Performance difference
The image below illustrates the difference of GPU (Tesla released in 2018) and IPU (released in 2017):
Experimental settings:
20 neural networks from keras.applications package with 1 and 32 batch size values. The identical code was executed on both IPU and GPU. The speedup ratio of the IPU over the GPU is depicted on the horizontal axis, and the arithmetic intensity (FLOPS per parameters) is the vertical axis. Each data point on the plot is labeled with the corresponding neural network architecture code name along with its associated batch size. For example, "eff1_32" corresponds to EfficientNetB1 with a batch size of 32. It is important to note that both axes are represented on a logarithmic scale.
In overall, training all those tasks one-by-one during 1 epoch takes 3h14 on GPU, 1h06 minutes on IPU.
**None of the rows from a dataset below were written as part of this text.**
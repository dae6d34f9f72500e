//! Encryption-related traits.

use alloc::vec::Vec;
use rand_core::CryptoRngCore;

use crate::errors::Result;

/// Encrypt the message using provided random source
pub trait RandomizedEncryptor {
    /// Encrypt the given message.
    fn encrypt_with_rng<R: CryptoRngCore + ?Sized>(&self, rng: &mut R, msg: &[u8])
        -> Result<Vec<u8>>;
}

/// Decrypt the given message
pub trait Decryptor {
    /// Decrypt the given message.
    fn decrypt(&self, ciphertext: &[u8]) -> Result<Vec<u8>>;
}

/// Decrypt the given message using provided random source
pub trait RandomizedDecryptor {
    /// Decrypt the given message.
    fn decrypt_with_rng<R: CryptoRngCore + ?Sized>(
        &self,
        rng: &mut R,
        ciphertext: &[u8],
    ) -> Result<Vec<u8>>;
}

/// Encryption keypair with an associated encryption key.
pub trait EncryptingKeypair {
    /// Encrypting key type for this keypair.
    type EncryptingKey: Clone;

    /// Get the encrypting key which can encrypt messages to be decrypted by
    /// the decryption key portion of this keypair.
    fn encrypting_key(&self) -> Self::EncryptingKey;
}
Installation ML frameworks:
Local wheels in the ULHPC graphcore1 server: ~/poplar_sdk-ubuntu_20_04-3.0.0+1145-1b114aac3a/
-
Tensorflow:
- Tensorflow for AMD EPYC CPU:
pip install ~/poplar_sdk-ubuntu_20_04-3.0.0+1145-1b114aac3a/tensorflow-2.6.3+gc3.0.0+236842+d084e493702+amd_znver1-cp38-cp38-linux_x86_64.whl --no-index - Keras front-end:
pip install ~/poplar_sdk-ubuntu_20_04-3.0.0+1145-1b114aac3a/keras-2.6.0+gc3.0.0+236851+1744557f-py2.py3-none-any.whl --no-index - ipu addons for Tensorflow
pip install ~/poplar_sdk-ubuntu_20_04-3.0.0+1145-1b114aac3a/ipu_tensorflow_addons-2.6.3+gc3.0.0+236851+2e46901-py3-none-any.whl --no-index
- Tensorflow for AMD EPYC CPU:
-
JAX:
pip install jax==0.3.16+ipu jaxlib==0.3.15+ipu.sdk300 -f https://graphcore-research.github.io/jax-experimental/wheels.html -
HuggingFace:
pip install 'transformers @ https://github.com/graphcore/transformers-fork@v4.18-gc#egg=transformers' -
PyTorch for IPU (named "PopTorch"): https://docs.graphcore.ai/projects/pytorch-quick-start/en/latest/quick-start-beginners.html?highlight=poptorch-3.0.0%2B86945_163b7ce462_ubuntu_20_04-cp38-cp38-linux_x86_64.whl#install-the-poptorch-wheel-and-validate
Check your ML framework installation for ipu:
After installing Jax and Tensorflow you should see your favorite frameworks and the associated IPU addons.
JAX on IPU packages:
jax 0.3.16+ipu
jax-jumpy 1.0.0
jaxlib 0.3.15+ipu.sdk300
Tensorflow on IPU packages:
tensorflow 2.6.3
ipu-tensorflow-addons 2.6.3
Poptorch on IPU packages:
poptorch 3.0.0+86945
torch 1.10.0+cpu
torchvision 0.11.1
Tensorflow IPU code
Begin by importing Keras and TensorFlow. We'll encapsulate our training/testing loop within the 'scope' object. This object facilitates the definition of how AI accelerators (GPU or IPU) are utilized and sets the storage strategy for the model's parameters.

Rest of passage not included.